Depuis quelques jours, les réflexions sont faites pour le décourager après des constats déplorés dans les différentes provinces. D’après la jurisprudence constante de la Cour constitutionnelle, le respect des droits de la défense a comme corolaire le principe de contradiction qui veut que l’accusé soit mis à même de discuter les griefs formulés contre lui en présentant ses moyens de défense. C’est le principe contradictoire ou de la contradiction. Cependant, dans plusieurs cas, la Cour a eu à déclarer fondées toutes requêtes par lesquelles les requérants ont été déchus de leurs postes sans avoir été mis dans les conditions de présenter leurs moyens de défense, ce, alors qu’ils étaient en missions officielles en dehors de la province. Dans le cadre d’un requérant qui est en mission officielle, est-ce qu’il est fondé d’invoquer la violation du droit de la défense, lorsqu’après un long séjour, en dehors de sa province, il venait à être déchu par une Assemblée délibérante? La question vaut son pesant d’or.
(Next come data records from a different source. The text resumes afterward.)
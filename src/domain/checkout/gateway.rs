//! Remote collaborators of the checkout: the ordering backend and the third-party payment sheet.

use async_trait::async_trait;
use thiserror::Error;

use crate::{
    domain::{
        cart::{BranchId, Cart, RestaurantId},
        pricing::OrderPayload,
    },
    infra::ClientError,
};

#[derive(Debug, Clone, PartialEq, Eq, Error)]
pub enum GatewayError {
    #[error("Could not reach the server: {0}")]
    Unreachable(String),
    #[error("Server responded with status {0}.")]
    Status(u16),
    #[error("Server rejected the request: {0}")]
    Rejected(String),
}

impl From<GatewayError> for ClientError {
    fn from(value: GatewayError) -> Self {
        ClientError::Network(value)
    }
}

#[derive(Debug, Clone, PartialEq, Eq, serde::Deserialize)]
#[serde(rename_all = "camelCase")]
pub struct Branch {
    pub restaurant_id: RestaurantId,
    pub restaurant_name: String,
    pub address: String,
}

/// What the payment sheet needs to collect a payment for a created order.
#[derive(Debug, Clone, PartialEq, Eq, serde::Deserialize)]
#[serde(rename_all = "camelCase")]
pub struct PaymentInit {
    #[serde(alias = "razorpayOrderId")]
    pub payment_order_id: String,
    /// In the currency's minor unit (paise for INR).
    pub amount: u64,
    pub currency: String,
}

#[derive(Debug, Clone, PartialEq, Eq, serde::Deserialize)]
#[serde(rename_all = "camelCase")]
pub struct OrderCreated {
    #[serde(default, rename = "paymentInitData")]
    pub payment_init: Option<PaymentInit>,
}

#[derive(Debug, Clone, PartialEq, Eq, serde::Serialize)]
#[serde(rename_all = "camelCase")]
pub struct PaymentConfirmation {
    pub payment_id: String,
    pub order_id: String,
    pub signature: String,
}

#[derive(Debug, Clone, PartialEq, Eq)]
pub enum PaymentOutcome {
    Completed(PaymentConfirmation),
    Cancelled,
    Errored(String),
}

#[async_trait]
pub trait OrderGateway: Send + Sync {
    async fn create_order(&self, payload: &OrderPayload) -> Result<OrderCreated, GatewayError>;

    /// `Ok(false)` when the backend answered but did not confirm the payment.
    async fn verify_payment(
        &self,
        confirmation: &PaymentConfirmation,
    ) -> Result<bool, GatewayError>;
}

#[async_trait]
pub trait BranchDirectory: Send + Sync {
    async fn get_branch(&self, branch_id: &BranchId) -> Result<Branch, GatewayError>;
}

#[async_trait]
pub trait PaymentSheet: Send + Sync {
    async fn open(&self, payment: &PaymentInit) -> PaymentOutcome;
}

/// Restaurant details for the cart header. An empty cart has no branch to look up.
pub async fn cart_branch(
    directory: &dyn BranchDirectory,
    cart: &Cart,
) -> Result<Option<Branch>, GatewayError> {
    match cart.branch_id() {
        Some(branch_id) => directory.get_branch(branch_id).await.map(Some),
        None => Ok(None),
    }
}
En RD-Congo, le juge constitutionnel n’a pas manqué de recadrer certains requérants qui ont voulu s’appuyer de manière abusive sur sa jurisprudence, en invoquant les prolongations injustifiées des missions officielles en dehors de la province alors qu’ils étaient notifiés des griefs portés à leurs charges et régulièrement notifiés des dates prévues pour présenter leurs moyens de défense. On a souvent constaté que la Cour a fait observer qu’il était étonnant que le requérant qui avait déjà sollicité et obtenu un report d’un mois pour bien analyser les griefs mis à sa charge, soit le même à solliciter un nouveau report pour un rendez-vous à Kinshasa avec l’équipe de contrôle de l’IGF, alors qu’aucune pièce du dossier ne renseigne qu’il a été officiellement invité par cette institution.
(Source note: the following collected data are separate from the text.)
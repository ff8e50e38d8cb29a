//! Persisted cart document.
//!
//! The cart is stored under one key as a whole document. Older app versions stored a bare JSON
//! array of items keyed by the food item id; those are migrated when read.

use std::sync::Arc;

use jiff::Timestamp;
use rust_decimal::Decimal;
use tracing::{info, warn};

use crate::infra::{KeyValueStore, PersistenceError, read_json, write_json};

use super::{AddOn, BranchId, Cart, FoodItemId, LineItem, LineItemId, Variant};

pub const CART_KEY: &str = "cart";
const DOCUMENT_VERSION: u32 = 1;

#[derive(Debug, Clone, serde::Serialize, serde::Deserialize)]
#[serde(rename_all = "camelCase", deny_unknown_fields)]
struct CartDocument {
    version: u32,
    updated_at: Timestamp,
    items: Vec<LineItem>,
}

#[derive(Debug, Clone, serde::Deserialize)]
#[serde(rename_all = "camelCase")]
struct LegacyLineItem {
    id: FoodItemId,
    name: String,
    price: Decimal,
    quantity: u32,
    #[serde(default)]
    variant: Option<Variant>,
    #[serde(default)]
    add_ons: Option<Vec<AddOn>>,
    branch_id: BranchId,
}

impl From<LegacyLineItem> for LineItem {
    fn from(legacy: LegacyLineItem) -> Self {
        LineItem {
            line_item_id: LineItemId::new(),
            food_item_id: legacy.id,
            name: legacy.name,
            unit_price: legacy.price,
            quantity: legacy.quantity,
            variant: legacy.variant,
            add_ons: legacy.add_ons.unwrap_or_default(),
            branch_id: legacy.branch_id,
        }
    }
}

#[derive(Debug, serde::Deserialize)]
#[serde(untagged)]
enum StoredCart {
    Document(CartDocument),
    Legacy(Vec<LegacyLineItem>),
}

#[derive(Clone)]
pub struct CartRepository {
    store: Arc<dyn KeyValueStore>,
}

impl std::fmt::Debug for CartRepository {
    fn fmt(&self, f: &mut std::fmt::Formatter<'_>) -> std::fmt::Result {
        f.debug_struct("CartRepository").finish_non_exhaustive()
    }
}

impl CartRepository {
    pub fn new(store: Arc<dyn KeyValueStore>) -> Self {
        Self { store }
    }

    /// `Ok(None)` when nothing has been stored yet.
    pub async fn load(&self) -> Result<Option<Cart>, PersistenceError> {
        let Some(stored) = read_json::<StoredCart>(self.store.as_ref(), CART_KEY).await? else {
            return Ok(None);
        };

        let items = match stored {
            StoredCart::Document(document) if document.version == DOCUMENT_VERSION => {
                document.items
            }
            StoredCart::Document(document) => {
                return Err(corrupt(format!(
                    "unsupported document version {}",
                    document.version
                )));
            }
            StoredCart::Legacy(items) => {
                info!("Migrating legacy cart with {} item(s).", items.len());
                items.into_iter().map(LineItem::from).collect()
            }
        };

        Cart::try_from_items(items)
            .map(Some)
            .map_err(|e| corrupt(e.to_string()))
            .inspect_err(|e| warn!("Discarding unusable cart: {e}"))
    }

    pub async fn save(&self, cart: &Cart) -> Result<(), PersistenceError> {
        let document = CartDocument {
            version: DOCUMENT_VERSION,
            updated_at: Timestamp::now(),
            items: cart.items().to_vec(),
        };
        write_json(self.store.as_ref(), CART_KEY, &document).await
    }

    pub async fn clear(&self) -> Result<(), PersistenceError> {
        self.store.remove(CART_KEY).await
    }
}

fn corrupt(reason: String) -> PersistenceError {
    PersistenceError::Corrupt {
        key: CART_KEY.to_owned(),
        reason,
    }
}

//-------------------------- Tests -------------------------------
Sa conclusion est sans appel; le requérant a usé des procédés dilatoires pour faire échec à l’initiative du contrôle parlementaire. Cette jurisprudence a abouti à la conclusion selon laquelle le requérant a été mis dans les conditions d’exercer ses droits de la défense du fait de l’information portée à sa connaissance avec indication des faits, de la date et du lieu pour présenter ses moyens, même s’il invoque qu’il était en mission officielle en dehors de la province, dès lors qu’il n’a pas présenté aucune pièce lui accordant une prolongation de sa mission au-delà de la date prévue pour son audition devant l’Assemblée délibérante.
Enfin, la jurisprudence a voulu démontré qu’en dehors d’un cas de force majeure, il relève de la responsabilité de l’Exécutif provincial de répondre en priorité à l’invitation de l’organe délibérant et ne pas se fonder sur un allongement indéterminé du séjour en dehors de la province sur base d’un ordre de mission signé par l’autorité provinciale devant faire l’intérim.